Software vs. Kreativität – Filme der Woche
Von Bertram am 11. November 2005. Abgelegt unter Clips, SeminarHeute geht es um die Frage, welche Rolle spielt die Software bei der Produktion digitaler Filme. Besonders die Annahme, dass Filme mit den neuen technischen Mitteln einfach von einer Person erstellt werden können stimmt nur solange, wie man die Produktion der Software aus dem Entstehensprozess heraus hält. Die Vorgaben und Vorleistungen der Softwareingenieure haben oft einen entscheidenden Einfluss auf die Ästhetik und die technische Realisierung digitaler Filme. Deshalb wollen die heutigen Filme das Spannungsfeld zwischen Softwareeffekt und Kreativität ausloten. Denn die Grenzen und Möglichkeiten der Software können die Kreativität sowohl lähmen als auch beflügeln.
red vs. blue: real life vs. internet

Als erstes zwei Machinima-Produktionen.
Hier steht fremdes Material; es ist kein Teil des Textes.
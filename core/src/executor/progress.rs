use std::collections::HashMap;
use std::time::Duration;

use indicatif::{MultiProgress, ProgressBar, ProgressStyle};

/// Console progress bars for a pipeline run
///
/// One overall bar counting stages plus a spinner per running task.
pub struct ProgressMonitor {
    multi: MultiProgress,
    overall: ProgressBar,
    task_bars: HashMap<String, ProgressBar>,
    enabled: bool,
    ascii: bool,
}

impl ProgressMonitor {
    /// `enabled = false` yields a monitor that ignores every call (JSONL
    /// output, non-tty stderr).
    pub fn new(total_stages: usize, enabled: bool, ascii: bool) -> Self {
        if !enabled {
            return Self {
                multi: MultiProgress::new(),
                overall: ProgressBar::hidden(),
                task_bars: HashMap::new(),
                enabled: false,
                ascii,
            };
        }

        let multi = MultiProgress::new();
        let overall = multi.add(ProgressBar::new(total_stages as u64));
        let chars = if ascii { "#>-" } else { "█▓▒░  " };
        let style = ProgressStyle::default_bar()
            .template("[{elapsed_precise}] {bar:40.cyan/blue} {pos}/{len} stages {msg}")
            .unwrap_or_else(|_| ProgressStyle::default_bar())
            .progress_chars(chars);
        overall.set_style(style);
        overall.set_message("starting");

        Self {
            multi,
            overall,
            task_bars: HashMap::new(),
            enabled: true,
            ascii,
        }
    }

    pub fn is_enabled(&self) -> bool {
        self.enabled
    }

    pub fn start_stage(&self, step: usize, total: usize, name: &str) {
        if self.enabled {
            self.overall.set_message(format!("stage {step}/{total}: {name}"));
        }
    }

    pub fn add_task(&mut self, task: &str) {
        if !self.enabled {
            return;
        }

        let bar = self.multi.add(ProgressBar::new_spinner());
        let ticks: &[&str] = if self.ascii {
            &["|", "/", "-", "\\"]
        } else {
            &["⠋", "⠙", "⠹", "⠸", "⠼", "⠴", "⠦", "⠧", "⠇", "⠏"]
        };
        bar.set_style(
            ProgressStyle::default_spinner()
                .template("  {spinner:.green} {msg}")
                .unwrap_or_else(|_| ProgressStyle::default_spinner())
                .tick_strings(ticks),
        );
        bar.set_message(task.to_string());
        bar.enable_steady_tick(Duration::from_millis(100));

        self.task_bars.insert(task.to_string(), bar);
    }

    pub fn retry_task(&self, task: &str, attempt: u32) {
        if let Some(bar) = self.task_bars.get(task) {
            bar.set_message(format!("{task} (retry after attempt {attempt})"));
        }
    }

    pub fn complete_task(&mut self, task: &str, success: bool, duration_ms: u64) {
        if !self.enabled {
            return;
        }

        if let Some(bar) = self.task_bars.remove(task) {
            let icon = match (success, self.ascii) {
                (true, true) => "[ok]",
                (false, true) => "[x]",
                (true, false) => "✅",
                (false, false) => "❌",
            };
            bar.finish_with_message(format!("{icon} {task} ({duration_ms}ms)"));
        }
    }

    pub fn finish_stage(&self) {
        if self.enabled {
            self.overall.inc(1);
        }
    }

    pub fn finish(&self, success: bool) {
        if !self.enabled {
            return;
        }

        let msg = if success {
            "all stages completed"
        } else {
            "run failed"
        };
        self.overall.finish_with_message(msg);
    }
}

impl Drop for ProgressMonitor {
    fn drop(&mut self) {
        for (_, bar) in self.task_bars.drain() {
            bar.finish_and_clear();
        }
    }
}

#[cfg(test)]
mod tests {
    use super::*;

    #[test]
    fn test_progress_monitor_disabled() {
        let mut monitor = ProgressMonitor::new(3, false, false);

        monitor.start_stage(1, 3, "outline");
        monitor.add_task("draft");
        monitor.complete_task("draft", true, 100);
        monitor.finish_stage();
        monitor.finish(true);
        assert!(!monitor.is_enabled());
    }

    #[test]
    fn test_progress_monitor_ascii() {
        let mut monitor = ProgressMonitor::new(2, true, true);

        monitor.start_stage(1, 2, "fan-out");
        monitor.add_task("a");
        monitor.add_task("b");
        monitor.retry_task("a", 1);
        monitor.complete_task("a", true, 100);
        monitor.complete_task("b", false, 200);
        monitor.finish_stage();
        monitor.finish(false);
    }
}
Im ersten Clip wurden keine Veränderungen an der Engine des Spiels (Halo) vorgenommen sondern nur normale Spielhandlungen aufgezeichnet und anschließend synchronisiert. Der Einfluss der Spielentwickler auf die Ästhetik und Handlung des Films ist sehr hoch.
red vs. blue: real life vs. internet (3:14min, 21,5MB, Quicktime)
The Journey

Das andere Ende der Skala stellt “The Journey” von Friedrich Kirschner dar. In diesem Beispiel wurden alle Texturen des Spiels durch eigene Grafiken ersetzt. Außerdem wurde die Handlung des Films in das Spiel programmiert. In diesem Fall war die Engine des Spiels (Unreal Tournament 2003) nur die Grundlage und ein Werkzeug für das Endprodukt.The Journey wurde beim Contest “Make Something Unreal” als bester “nicht interaktiven Echtzeitfilm” ausgezeichnet.
Friedrich Kirschner: The Journey (zip-File) (7:53min, 31,6MB, Quicktime)
Decibel

Doch nicht nur Machinima-Produktionen können sehr stark auf ihre Machart hinweisen und von ihr beeinflusst sein. Das selbe Problem ergibt sich auch, wenn man gefilmtes Material durch Filter laufen lässt um daraus einen neuen Clip zu erzeugen. Auch hier ist die Ästhetik sehr stark durch die Filtersoftware vorgegeben und nicht so sehr vom Filmemacher. Das kann hier dem Zweck (ein Experiment für ein DJ Festival) gerecht werden aber muss nicht immer die ideale Lösung sein. Und ist auch problematisch, weil man sich an digitalen Effekten recht schnell satt sieht.
Digital Kitchen: Decibel (1:22min, 11,5MB, Quicktime)
Johnnie Walker – Painting

Das Softwarefilter auch ihre guten Seiten haben und hin und wieder interessante Clips erst möglich machen zeigt die Werbung für Johnnie Walker. Hier spaziert der Held durch die verschiedensten Kunststile, was einen interessanten visuellen Eindruck hinterlässt.